Over the last two parliaments, one of each colour with a bit of orange thrown in, town planning and local government has been legislated to within an inch of its life, so much so that number one of the Royal Town Planning Institute’s (RTPI) election wish list is that, for the next parliament, there should be no primary legislation, allowing all of the changes of the last few years to bed down, within a general framework of gradual policy shift. So, for whom are the development industry and the custodians of national/local planning policy going to cast their vote come 7 May?

Housing

The competition for who promises to build most new houses would be won by a Lib Dem government for whom the annual target is 300k built to the Zero Carbon Standard. This would include ten new garden cities, five of them on a new rail link between Oxford and Cambridge. The Labour Party looks to build 200k homes annually, and, to do so, would endorse the use of Green Belt Land for housebuilding. The Conservative targets may not reach these heights, looking for 200k homes on brownfield sites by 2020 and 165k affordable homes (2015-2018). Perhaps wisely, there is no commitment to an annual rate of construction.

New Towns

The Garden City concept is experiencing a new level of popularity. Labour’s housing target includes 500k new homes to be built in a new generation of towns, garden cities and suburbs. The Conservatives look to local authorities to drive the initiative for new communities of at least 15k homes each. So far, only the Lib Dems appear to have given thought to how many and where.

Affordable Housing

The Conservatives claim that 200k affordable homes have been built in this parliament, at a rate not achieved since 1994. They look to provide 100k discounted houses for first time buyers, a new homes bonus for local authorities and a reduction in the time period for right to buy opportunities. The Labour Party promises to revoke the recently applied threshold which precludes the provision of affordable homes on developments of fewer than ten houses.

Brownfield Sites

Each party’s planning policy lays understandable stress upon the role played by brownfield sites. The Conservatives look to make brownfield development immune from Community Infrastructure Levy. Labour would adjust the NPPF to make it a requirement to include a brownfield first sequential test. The Lib Dems acknowledge that their ambitious housing target would not be achieved only through brownfield site development, notwithstanding their endorsement of the brownfield-first principle. UKIP’s interest in getting Britain building includes the relaxation of planning rules for brownfield development, the creation of a national register of such sites, low-interest government bonds to enable decontamination, the suspension of Stamp Duty on first sale brownfield site homes and the relaxation of VAT.

Green Belt

Probably not a vote winner to suggest that the Green Belt is expendable, though Labour is open enough to admit to the possibility if it helps in building enough homes, and the Lib Dems presumably accept that brownfield sites and new communities will not hit their ambitious target without greenfield sites. The Conservatives, in the spirit of localism, leave Green Belt definition and use to local councils.
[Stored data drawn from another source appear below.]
use clap::Parser;
use iter8::config::{load_config, Iter8Config};
use iter8::{bounded_take, partition, tap, BoundError, IterExt, Monitor, MonitorError};
use nix::sys::signal::Signal;
use regex::Regex;
use std::error::Error;
use std::io::{self, BufRead, BufReader, Write};
use std::path::PathBuf;
use std::process::ExitCode;

/// Stream lines through iter8's helpers. Send the status signal (Ctrl-T on
/// BSD/macOS) while it runs to see how far it got.
#[derive(Parser, Debug)]
#[command(name = "iter8", version, about)]
pub struct Cli {
    /// Input file (default: stdin)
    #[arg(value_name = "INPUT")]
    input: Option<PathBuf>,

    /// Config file path
    #[arg(short, long, default_value = "iter8.toml")]
    config: PathBuf,

    /// First index (overrides config)
    #[arg(long)]
    start: Option<usize>,

    /// Status signal, e.g. SIGUSR1 (overrides config; default SIGINFO, or
    /// SIGUSR1 where SIGINFO does not exist)
    #[arg(long)]
    signal: Option<String>,

    /// Stop after N lines (overrides config)
    #[arg(long, allow_hyphen_values = true)]
    take: Option<i64>,

    /// Log a progress line every K lines read (overrides config)
    #[arg(long)]
    every: Option<u64>,

    /// Partition lines: matches to stdout, the rest to stderr
    #[arg(long, value_name = "REGEX")]
    split: Option<String>,

    /// Don't install the status signal handler
    #[arg(long)]
    no_monitor: bool,

    /// Validate config and print resolved settings, don't run
    #[arg(long)]
    dry_run: bool,

    /// Extra logging (handler install/restore, usage hint)
    #[arg(short, long)]
    verbose: bool,

    /// Only warnings and errors (status replies still shown)
    #[arg(short, long)]
    quiet: bool,
}

/// CLI overrides merged into the config file.
#[derive(Debug)]
struct Settings {
    input: Option<PathBuf>,
    start: usize,
    signal: Option<Signal>,
    take: Option<usize>,
    every: u64,
    split: Option<Regex>,
}

fn resolve(cli: &Cli, mut cfg: Iter8Config) -> Result<Settings, Box<dyn Error>> {
    if let Some(signal) = &cli.signal {
        cfg.monitor.signal = Some(signal.clone());
    }

    let signal = if cli.no_monitor || !cfg.monitor.enabled {
        None
    } else {
        match cfg.monitor.resolve_signal() {
            Ok(signal) => Some(signal),
            Err(MonitorError::Unsupported { signal }) if cfg.monitor.signal.is_none() => {
                tracing::warn!(
                    missing = signal,
                    fallback = Signal::SIGUSR1.as_str(),
                    "no status signal on this platform, listening on SIGUSR1"
                );
                Some(Signal::SIGUSR1)
            }
            Err(e) => return Err(e.into()),
        }
    };

    let take = match cli.take.or(cfg.take.limit) {
        Some(n) => Some(usize::try_from(n).map_err(|_| BoundError::Negative { n })?),
        None => None,
    };

    let split = match &cli.split {
        Some(pattern) => Some(Regex::new(pattern)?),
        None => None,
    };

    Ok(Settings {
        input: cli.input.clone(),
        start: cli.start.unwrap_or(cfg.monitor.start),
        signal,
        take,
        every: cli.every.unwrap_or(cfg.tap.every),
        split,
    })
}

fn open_input(settings: &Settings) -> io::Result<Box<dyn BufRead>> {
    match &settings.input {
        Some(path) => Ok(Box::new(BufReader::new(std::fs::File::open(path)?))),
        None => Ok(Box::new(io::stdin().lock())),
    }
}

fn run(
    settings: &Settings,
    input: Box<dyn BufRead>,
    out: &mut dyn Write,
    rest: &mut dyn Write,
) -> Result<(), Box<dyn Error>> {
    let every = settings.every;
    let lines = tap(input.lines(), move |index, _| {
        let read = index as u64 + 1;
        if every > 0 && read % every == 0 {
            tracing::info!(lines = read, "lines read");
        }
    });
    let lines: Box<dyn Iterator<Item = io::Result<String>>> = match settings.take {
        Some(n) => Box::new(bounded_take(lines, n)),
        None => Box::new(lines),
    };

    let pairs: Box<dyn Iterator<Item = (usize, io::Result<String>)>> = match settings.signal {
        Some(signal) => Box::new(
            lines.monitored_with(Monitor::new().signal(signal).start(settings.start))?,
        ),
        None => {
            let start = settings.start;
            Box::new(lines.enumerate().map(move |(i, line)| (i + start, line)))
        }
    };

    match &settings.split {
        Some(re) => {
            let numbered = pairs
                .map(|(i, line)| line.map(|l| (i, l)))
                .collect::<io::Result<Vec<_>>>()?;
            let (matching, others) = partition(numbered, |(_, line)| re.is_match(line));
            tracing::info!(
                matched = matching.len(),
                unmatched = others.len(),
                "split complete"
            );
            for (_, line) in &matching {
                writeln!(out, "{line}")?;
            }
            for (_, line) in &others {
                writeln!(rest, "{line}")?;
            }
        }
        None => {
            for (index, line) in pairs {
                writeln!(out, "{index}\t{}", line?)?;
            }
        }
    }

    out.flush()?;
    rest.flush()?;
    Ok(())
}

fn is_broken_pipe(e: &(dyn Error + 'static)) -> bool {
    e.downcast_ref::<io::Error>()
        .is_some_and(|io| io.kind() == io::ErrorKind::BrokenPipe)
}

fn main() -> ExitCode {
    let cli = Cli::parse();

    let level = if cli.verbose {
        "debug"
    } else if cli.quiet {
        "warn"
    } else {
        "info"
    };
    let status_level = if cli.verbose { "debug" } else { "info" };
    tracing_subscriber::fmt()
        .with_writer(io::stderr)
        .with_target(false)
        .with_env_filter(
            tracing_subscriber::EnvFilter::try_from_default_env().unwrap_or_else(|_| {
                tracing_subscriber::EnvFilter::new(format!(
                    "iter8={level},{}={status_level}",
                    iter8::sink::SIGINFO_TARGET
                ))
            }),
        )
        .init();

    tracing::debug!(?cli, "parsed CLI arguments");

    let result = load_config(&cli.config)
        .map_err(Box::<dyn Error>::from)
        .and_then(|cfg| resolve(&cli, cfg));
    let settings = match result {
        Ok(s) => s,
        Err(e) => {
            eprintln!("error: {e}");
            return ExitCode::FAILURE;
        }
    };
    tracing::debug!(?settings, "resolved settings");

    if cli.dry_run {
        println!("iter8 v{}", env!("CARGO_PKG_VERSION"));
        println!("Config file: {}", cli.config.display());
        println!("{settings:#?}");
        return ExitCode::SUCCESS;
    }

    let outcome = open_input(&settings)
        .map_err(Box::<dyn Error>::from)
        .and_then(|input| {
            let mut out = io::BufWriter::new(io::stdout().lock());
            let mut rest = io::stderr().lock();
            run(&settings, input, &mut out, &mut rest)
        });

    match outcome {
        Ok(()) => ExitCode::SUCCESS,
        Err(e) if is_broken_pipe(e.as_ref()) => ExitCode::SUCCESS,
        Err(e) => {
            eprintln!("error: {e}");
            ExitCode::FAILURE
        }
    }
}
UKIP “will protect the Green Belt”, though they don’t say from what.

Other Stuff

Planning and development issues often crop up as side lines in political manifestos, ideas that might sneak in under the radar and those which might be forgotten by 8 May. The Lib Dems look to introduce devolution into the Use Classes, allowing LPAs to determine such matters locally. UKIP would have planning permissions for large-scale developments overturned by a local referendum securing 5% of district voters. Planning Minister Brandon Lewis has acknowledged that LPAs which choose to rely upon the NPPF rather than produce a local plan could do so without coercion from a Conservative government. Labour will allow LPAs to secure land from developers who hoard it rather than implement a planning permission, and would give towns a right to grow over boundaries into neighbouring districts which oppose such growth. UKIP would, of course, scrap HS2 while the Conservatives will move on to HS3 across the Pennines. Only the Labour Party addresses the cost of providing a development control service and would do so by enabling LPAs to set planning fees locally on a full cost recovery basis “in return for guaranteed high levels of service”.

Pre-Election Thoughts

It is, of course, highly improbable that planning policies or proposals will play a significant part in the General Election, except where local issues prevail. UKIP might secure more votes than they might expect along the HS2 route and Labour’s seemingly flexible attitude towards the Green Belt is unlikely to damage their prospects in the Home Counties. While housebuilding and the re-use of brownfield land are critical issues, none of the parties have anything new to say in this regard. Indisputably, the country needs to build houses at a faster rate, homes that new purchasers can afford. The targets are ambitious, but they have to be, and none of the parties appear to have a worked-up strategy for housing, certainly not one that delivers in the time scale of a single parliament. The RTPI’s ambition for the new government, that it should plan to solve the housing crisis within a generation, is too long term for politicians, especially when one generation has already been let down by housing strategy. Perhaps housing is one social issue which, can only be handled by a coalition.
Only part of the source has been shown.